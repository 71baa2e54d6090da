// Copyright (c) 2025 Dimitris Kafetzis
//
// Licensed under the MIT License.
// See LICENSE file in the project root for full license information.
//
// SPDX-License-Identifier: MIT

//! Adapter for the `tracing` ecosystem.
//!
//! Each logger captures a [`Dispatch`] when it is resolved and emits every
//! event under that dispatcher, with the logger name as the event target for
//! filtering. Messages are formatted here, before the event is built, and
//! recorded as the event message. Structured calls go through the
//! [`ThreadContext`] store and attach its rendered content as a `context`
//! field.

use crate::cause::Cause;
use crate::event::{self, EVENT_TARGET};
use crate::key_value::KeyValueMap;
use crate::thread_context::ThreadContext;
use crate::Level;
use std::fmt::{self, Arguments};
use tracing::Dispatch;

/// Resolves loggers bound to a `tracing` dispatcher.
#[derive(Clone, Default)]
pub struct TracingAdapter {
    /// `None` means "the calling thread's default dispatcher at lookup time".
    dispatch: Option<Dispatch>,
}

impl TracingAdapter {
    /// Creates an adapter bound to the default dispatcher.
    pub fn new() -> Self {
        Self { dispatch: None }
    }

    /// Creates an adapter bound to a specific dispatcher.
    pub fn with_dispatch(dispatch: Dispatch) -> Self {
        Self {
            dispatch: Some(dispatch),
        }
    }

    /// Resolves a logger named `name`. The dispatcher is captured now.
    pub fn logger(&self, name: &str) -> TracingLogger {
        let dispatch = match &self.dispatch {
            Some(d) => d.clone(),
            None => tracing::dispatcher::get_default(Dispatch::clone),
        };
        TracingLogger::new(dispatch, Some(name.to_string()))
    }
}

impl fmt::Debug for TracingAdapter {
    fn fmt(&self, f: &mut fmt::Formatter<'_>) -> fmt::Result {
        f.debug_struct("TracingAdapter")
            .field("default_dispatch", &self.dispatch.is_none())
            .finish()
    }
}

/// A logger that emits `tracing` events.
#[derive(Clone)]
pub struct TracingLogger {
    dispatch: Dispatch,
    name: Option<String>,
}

impl TracingLogger {
    pub fn new(dispatch: Dispatch, name: Option<String>) -> Self {
        Self { dispatch, name }
    }

    /// The configured name, passed through unchanged.
    pub fn name(&self) -> Option<&str> {
        self.name.as_deref()
    }

    fn target(&self) -> &str {
        self.name.as_deref().unwrap_or(EVENT_TARGET)
    }

    /// Returns `true` if the dispatcher accepts `level` for this logger's name.
    pub fn is_enabled(&self, level: Level) -> bool {
        event::enabled(&self.dispatch, level, self.target())
    }

    pub fn log(&self, level: Level, args: Arguments<'_>) {
        if !self.is_enabled(level) {
            return;
        }
        let message = args.to_string();
        event::emit(
            &self.dispatch,
            level,
            self.name(),
            format_args!("{message}"),
            None,
            None,
        );
    }

    pub fn log_kv(&self, level: Level, message: &str, context: &KeyValueMap) {
        if !self.is_enabled(level) {
            return;
        }
        let _guard = ThreadContext::scoped(context);
        let rendered = ThreadContext::render();
        event::emit(
            &self.dispatch,
            level,
            self.name(),
            format_args!("{message}"),
            Some(rendered.as_str()),
            None,
        );
    }

    pub fn error_with_cause(&self, message: &str, cause: Cause<'_>) {
        if !self.is_enabled(Level::Error) {
            return;
        }
        let text = cause.augment(message);
        event::emit(
            &self.dispatch,
            Level::Error,
            self.name(),
            format_args!("{text}"),
            None,
            Some(cause.error()),
        );
    }
}

impl fmt::Debug for TracingLogger {
    fn fmt(&self, f: &mut fmt::Formatter<'_>) -> fmt::Result {
        f.debug_struct("TracingLogger").field("name", &self.name).finish()
    }
}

++++

TASK. Reply with only the number of lines in the entries that hold the word "Some".

TASK ANSWER. 5